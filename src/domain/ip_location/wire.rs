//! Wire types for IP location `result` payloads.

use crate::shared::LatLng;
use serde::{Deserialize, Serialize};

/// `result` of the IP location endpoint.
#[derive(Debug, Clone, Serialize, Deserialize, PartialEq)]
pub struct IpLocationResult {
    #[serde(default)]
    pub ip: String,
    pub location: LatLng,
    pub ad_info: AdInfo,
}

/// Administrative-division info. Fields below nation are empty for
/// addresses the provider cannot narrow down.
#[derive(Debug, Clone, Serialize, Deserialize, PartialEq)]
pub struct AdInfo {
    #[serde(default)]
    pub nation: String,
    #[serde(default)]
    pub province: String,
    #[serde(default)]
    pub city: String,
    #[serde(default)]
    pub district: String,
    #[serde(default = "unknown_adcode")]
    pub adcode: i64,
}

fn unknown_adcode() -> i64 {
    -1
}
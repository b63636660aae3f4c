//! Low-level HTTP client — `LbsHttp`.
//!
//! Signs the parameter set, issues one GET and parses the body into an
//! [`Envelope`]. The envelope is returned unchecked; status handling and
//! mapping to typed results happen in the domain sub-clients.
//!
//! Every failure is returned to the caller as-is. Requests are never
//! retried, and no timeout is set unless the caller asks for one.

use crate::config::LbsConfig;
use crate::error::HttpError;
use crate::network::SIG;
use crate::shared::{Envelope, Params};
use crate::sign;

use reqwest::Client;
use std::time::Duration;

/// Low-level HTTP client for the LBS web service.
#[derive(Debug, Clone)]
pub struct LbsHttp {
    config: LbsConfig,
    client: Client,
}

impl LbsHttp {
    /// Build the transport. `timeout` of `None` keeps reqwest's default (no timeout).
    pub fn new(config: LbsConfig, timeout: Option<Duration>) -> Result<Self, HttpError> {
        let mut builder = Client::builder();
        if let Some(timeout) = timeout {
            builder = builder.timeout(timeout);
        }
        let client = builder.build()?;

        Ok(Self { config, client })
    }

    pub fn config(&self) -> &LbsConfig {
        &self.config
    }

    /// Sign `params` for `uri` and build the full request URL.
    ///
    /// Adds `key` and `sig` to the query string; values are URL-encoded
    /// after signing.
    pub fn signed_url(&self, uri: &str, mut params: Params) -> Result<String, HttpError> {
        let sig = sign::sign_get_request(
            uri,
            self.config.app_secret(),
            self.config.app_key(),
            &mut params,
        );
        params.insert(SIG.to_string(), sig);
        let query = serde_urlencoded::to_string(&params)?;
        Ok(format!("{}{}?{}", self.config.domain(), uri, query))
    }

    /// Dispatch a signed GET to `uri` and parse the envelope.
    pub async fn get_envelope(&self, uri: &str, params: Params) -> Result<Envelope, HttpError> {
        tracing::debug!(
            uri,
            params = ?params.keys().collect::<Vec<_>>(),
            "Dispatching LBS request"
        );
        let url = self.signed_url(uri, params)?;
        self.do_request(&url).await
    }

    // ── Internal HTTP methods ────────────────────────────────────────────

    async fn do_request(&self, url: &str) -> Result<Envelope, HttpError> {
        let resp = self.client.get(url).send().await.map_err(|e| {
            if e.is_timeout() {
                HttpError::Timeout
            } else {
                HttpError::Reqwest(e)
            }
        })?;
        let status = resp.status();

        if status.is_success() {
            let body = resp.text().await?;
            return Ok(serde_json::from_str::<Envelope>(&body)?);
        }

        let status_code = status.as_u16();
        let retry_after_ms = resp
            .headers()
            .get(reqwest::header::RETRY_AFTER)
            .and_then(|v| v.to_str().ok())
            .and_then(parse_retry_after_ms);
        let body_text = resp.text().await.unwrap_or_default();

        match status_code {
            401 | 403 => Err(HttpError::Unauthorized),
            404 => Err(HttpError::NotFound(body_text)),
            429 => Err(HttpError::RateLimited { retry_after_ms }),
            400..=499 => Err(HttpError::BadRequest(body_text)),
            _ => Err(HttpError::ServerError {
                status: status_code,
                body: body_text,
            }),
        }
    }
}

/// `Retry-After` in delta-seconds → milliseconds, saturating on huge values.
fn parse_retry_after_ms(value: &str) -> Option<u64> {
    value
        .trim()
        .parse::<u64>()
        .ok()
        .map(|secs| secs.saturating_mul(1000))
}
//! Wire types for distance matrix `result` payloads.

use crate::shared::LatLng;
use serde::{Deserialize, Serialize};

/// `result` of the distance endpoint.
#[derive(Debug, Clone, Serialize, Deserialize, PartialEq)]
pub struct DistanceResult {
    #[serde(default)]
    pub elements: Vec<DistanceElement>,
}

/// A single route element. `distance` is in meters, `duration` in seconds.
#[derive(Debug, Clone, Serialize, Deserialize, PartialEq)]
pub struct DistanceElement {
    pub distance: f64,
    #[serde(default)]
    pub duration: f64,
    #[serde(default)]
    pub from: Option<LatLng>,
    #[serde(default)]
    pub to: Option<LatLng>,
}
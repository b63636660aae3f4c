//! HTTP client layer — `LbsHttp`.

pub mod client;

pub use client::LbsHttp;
-- -- --
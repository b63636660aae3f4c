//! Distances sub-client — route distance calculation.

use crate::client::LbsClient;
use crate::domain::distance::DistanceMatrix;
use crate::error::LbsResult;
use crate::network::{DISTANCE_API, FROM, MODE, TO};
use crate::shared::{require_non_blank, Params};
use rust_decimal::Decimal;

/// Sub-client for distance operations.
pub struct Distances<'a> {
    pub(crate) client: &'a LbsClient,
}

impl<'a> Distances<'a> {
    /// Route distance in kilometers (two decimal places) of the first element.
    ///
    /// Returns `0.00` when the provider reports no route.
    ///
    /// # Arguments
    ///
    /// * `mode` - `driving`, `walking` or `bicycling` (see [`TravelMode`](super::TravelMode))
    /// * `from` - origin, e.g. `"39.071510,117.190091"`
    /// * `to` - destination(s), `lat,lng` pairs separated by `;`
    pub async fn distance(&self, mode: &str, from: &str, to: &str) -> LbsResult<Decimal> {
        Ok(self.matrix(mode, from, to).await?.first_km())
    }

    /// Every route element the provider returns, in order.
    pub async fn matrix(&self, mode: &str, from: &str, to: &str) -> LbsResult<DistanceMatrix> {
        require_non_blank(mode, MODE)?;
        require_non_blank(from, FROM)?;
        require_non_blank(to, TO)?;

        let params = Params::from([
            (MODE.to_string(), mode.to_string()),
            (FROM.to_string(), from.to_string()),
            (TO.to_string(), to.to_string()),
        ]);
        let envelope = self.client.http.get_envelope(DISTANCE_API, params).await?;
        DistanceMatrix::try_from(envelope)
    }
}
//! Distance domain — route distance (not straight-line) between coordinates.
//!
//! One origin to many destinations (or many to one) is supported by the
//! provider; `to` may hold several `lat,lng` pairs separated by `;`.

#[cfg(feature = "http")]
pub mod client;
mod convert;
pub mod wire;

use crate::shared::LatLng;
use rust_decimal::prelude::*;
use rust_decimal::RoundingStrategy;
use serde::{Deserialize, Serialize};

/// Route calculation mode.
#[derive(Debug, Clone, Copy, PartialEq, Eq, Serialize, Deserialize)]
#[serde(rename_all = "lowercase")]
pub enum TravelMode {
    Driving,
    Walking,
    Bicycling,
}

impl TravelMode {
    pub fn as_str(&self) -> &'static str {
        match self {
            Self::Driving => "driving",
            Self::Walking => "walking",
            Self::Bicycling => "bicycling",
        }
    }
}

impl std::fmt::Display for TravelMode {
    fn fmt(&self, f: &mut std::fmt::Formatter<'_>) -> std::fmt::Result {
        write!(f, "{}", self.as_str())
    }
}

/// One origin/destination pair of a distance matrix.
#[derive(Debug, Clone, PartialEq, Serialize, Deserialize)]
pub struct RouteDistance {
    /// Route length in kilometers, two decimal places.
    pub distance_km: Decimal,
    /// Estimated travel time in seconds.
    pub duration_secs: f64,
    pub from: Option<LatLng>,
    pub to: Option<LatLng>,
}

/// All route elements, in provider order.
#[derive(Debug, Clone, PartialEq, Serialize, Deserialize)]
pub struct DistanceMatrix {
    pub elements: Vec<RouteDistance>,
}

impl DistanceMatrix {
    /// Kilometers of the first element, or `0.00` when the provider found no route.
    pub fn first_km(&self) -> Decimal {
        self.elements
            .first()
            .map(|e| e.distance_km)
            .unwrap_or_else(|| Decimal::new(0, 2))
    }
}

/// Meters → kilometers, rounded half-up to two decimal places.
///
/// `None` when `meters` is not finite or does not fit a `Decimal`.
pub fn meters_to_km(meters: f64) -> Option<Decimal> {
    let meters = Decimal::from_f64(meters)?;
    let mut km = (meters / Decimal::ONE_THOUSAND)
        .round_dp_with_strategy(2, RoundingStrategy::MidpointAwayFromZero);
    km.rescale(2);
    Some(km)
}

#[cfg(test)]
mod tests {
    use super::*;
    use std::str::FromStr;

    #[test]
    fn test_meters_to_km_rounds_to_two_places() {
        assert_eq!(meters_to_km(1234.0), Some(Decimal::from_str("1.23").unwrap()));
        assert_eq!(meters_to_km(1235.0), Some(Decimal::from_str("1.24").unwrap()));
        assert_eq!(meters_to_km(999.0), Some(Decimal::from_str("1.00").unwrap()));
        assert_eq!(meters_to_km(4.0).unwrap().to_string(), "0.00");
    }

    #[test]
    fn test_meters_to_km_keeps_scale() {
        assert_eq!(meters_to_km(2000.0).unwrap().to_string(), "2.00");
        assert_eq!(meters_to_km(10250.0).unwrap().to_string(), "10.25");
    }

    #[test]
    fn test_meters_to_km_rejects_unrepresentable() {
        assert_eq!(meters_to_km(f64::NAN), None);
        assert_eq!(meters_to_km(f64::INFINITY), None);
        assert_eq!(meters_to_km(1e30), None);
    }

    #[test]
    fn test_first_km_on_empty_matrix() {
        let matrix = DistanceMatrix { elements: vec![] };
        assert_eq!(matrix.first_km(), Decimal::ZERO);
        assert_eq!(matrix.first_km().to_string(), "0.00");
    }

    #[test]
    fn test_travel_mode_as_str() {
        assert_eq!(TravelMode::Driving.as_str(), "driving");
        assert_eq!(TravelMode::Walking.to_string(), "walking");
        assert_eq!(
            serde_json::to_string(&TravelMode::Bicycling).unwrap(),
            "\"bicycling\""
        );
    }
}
-- -- --
**Description of the task**
Your answer should be each line of the data that contains the word "query", copied as it stands.

**Your solution**
    /// Adds `key` and `sig` to the query string; values are URL-encoded
        let query = serde_urlencoded::to_string(&params)?;
        Ok(format!("{}{}?{}", self.config.domain(), uri, query))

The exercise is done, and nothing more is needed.